As far as cryptocurrencies go, Cardano (CCC:ADA-USD) and ADA token continue to be a top choice for crypto enthusiasts. At the time of writing, Cardano sits in sixth place in terms of market capitalization among all cryptocurrencies, with a total market capitalization of $37.6 billion.
However, investors appear to be honing in on altcoins more than ever as the price action for altcoins diverges from the leadership Bitcoin and Ethereum had previously provided.
Investors now seem eager to search for the next big cryptocurrency. And there are certainly a few things to like about Cardano in this regard.
Here’s what’s been driving Cardano, and why investors appear to be intrigued by this alt coin.

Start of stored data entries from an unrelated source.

use parking_lot::RwLock;
use sched_core::{SolveEnvelope, SolveError, SolveResult, Solver};
use std::collections::HashMap;
use std::sync::Arc;
use tracing::{error, info, warn};
use utoipa::ToSchema;
use uuid::Uuid;

#[derive(Clone, Debug, PartialEq, Eq, Hash, serde::Serialize, serde::Deserialize, ToSchema)]
pub struct JobId(pub String);

#[derive(Clone, Debug, serde::Serialize, serde::Deserialize, ToSchema)]
#[serde(tag = "status", rename_all = "snake_case")]
pub enum JobStatus {
    Queued,
    Running,
    Solved { result: SolveResult },
    /// Initialization hit its restart ceiling.
    Infeasible { message: String },
    Failed { message: String },
}

impl JobStatus {
    pub fn is_finished(&self) -> bool {
        !matches!(self, JobStatus::Queued | JobStatus::Running)
    }

    fn from_error(e: anyhow::Error) -> Self {
        match e.downcast_ref::<SolveError>() {
            Some(SolveError::Infeasible { .. }) => JobStatus::Infeasible {
                message: e.to_string(),
            },
            _ => JobStatus::Failed {
                message: format!("{e:#}"),
            },
        }
    }
}

/// Job table in process memory. Each job runs on its own tokio task.
#[derive(Clone)]
pub struct InMemJobs<S: Solver> {
    inner: Arc<RwLock<HashMap<String, JobStatus>>>,
    solver: Arc<S>,
}

impl<S: Solver> InMemJobs<S> {
    pub fn new(solver: S) -> Self {
        Self {
            inner: Default::default(),
            solver: Arc::new(solver),
        }
    }

    pub fn enqueue(&self, env: SolveEnvelope) -> JobId {
        let id = Uuid::new_v4().to_string();
        self.inner.write().insert(id.clone(), JobStatus::Queued);

        let map = self.inner.clone();
        let solver = self.solver.clone();
        let job = id.clone();

        tokio::spawn(async move {
            map.write().insert(job.clone(), JobStatus::Running);
            let status = match solver.solve(env).await {
                Ok(result) => {
                    info!(job = %job, fitness = result.fitness, "job solved");
                    JobStatus::Solved { result }
                }
                Err(e) => {
                    let status = JobStatus::from_error(e);
                    match &status {
                        JobStatus::Infeasible { message } => warn!(job = %job, %message, "job infeasible"),
                        JobStatus::Failed { message } => error!(job = %job, %message, "job failed"),
                        _ => {}
                    }
                    status
                }
            };
            map.write().insert(job, status);
        });

        JobId(id)
    }

    pub fn get(&self, id: &str) -> Option<JobStatus> {
        self.inner.read().get(id).cloned()
    }
}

Coinbase Listing a Big Deal for Cardano
The recent Coinbase (NYSE:COIN) IPO provided quite an incredible boost for Cardano this month. Yes, cryptocurrencies remain broadly down as sentiment has slipped somewhat from the anticipation of this IPO. However, the pop this event provided for the sector was a rising tide that lifted all boats.
That said, Cardano’s ADA token has also received a boost of its own due to its announced listing on Coinbase Pro earlier in March. The cachet this listing provides is something investors have pointed to as a key driver of Cardano’s value in recent months. These combined catalysts sent ADA on an impressive ride in recent weeks.
Cardano reached a high of $1.56 on April 14, the day of the Coinbase IPO. Since then, shares have waned somewhat. Today, investors can pick up ADA for a $1.25 or so.
Now, that might seem like a substantial drop in a short amount of time. However, investors need to keep in mind that this cryptocurrency has been a 10-bagger for investors since the beginning of the year.
It appears some of the “Coinbase effect” is wearing off right now for altcoins in general. However, there’s one catalyst investors have pointed to that could lead to outperformance for ADA over the longer term.
Cardano the Environmentally-Friendly Option?
Perhaps one of the biggest slights against Bitcoin is the concern environmentalists have with how much power the Bitcoin blockchain uses. Mining for Bitcoins right now uses a tremendous amount of energy.
Well, according to a University of Cambridge study, Bitcoin mining consumes roughly 0.6% of global energy consumption. That’s pretty incredible when one thinks about it.
Given the global population of roughly 7.9 billion people, Bitcoin uses more energy than 47 million people. It’s already using more energy than Argentina and many other small nations.
As most investors know, electricity production today is relatively dirty, from a carbon emissions standpoint. About 60% of electricity production in the U.S. comes from fossil fuels. Nuclear and renewable sources make up the remaining 40% (in a rough 20-20 split).
These, many ESG-oriented environmentally-friendly crypto investors may be more attuned to Cardano.
The company operates a proof-of-stake blockchain platform.
Cardano doesn’t use proof-of-work (or mining) to verify transactions on its blockchain. Large Cardano holders can stake their holdings to validate a block in the blockchain. This system offers similar rewards to mining but is much more efficient from an energy usage standpoint.
While the Coinbase-fever appears to be wearing off in the crypto space in recent weeks, altcoins appear relatively stable at these levels. Those banking on another breakout may indeed choose Cardano as a top crypto pick right now.
Indeed, one of the big detractors for me from the Bitcoin discussion is the energy consumption issue. Cardano’s focus on its proof-of-stake model is intriguing to me. I think if this model is proven to be as safe (or safer) than Bitcoin’s proof-of-work model, Cardano could be viewed as a leader in this regard.
Ethereum is planning a shift to a proof-of-stake model, so perhaps investors will shift their focus over time. But for now, Cardano’s a crypto choice that could gain some traction.
On the date of publication, Chris MacDonald did not have (either directly or indirectly) any positions in the securities mentioned in this article.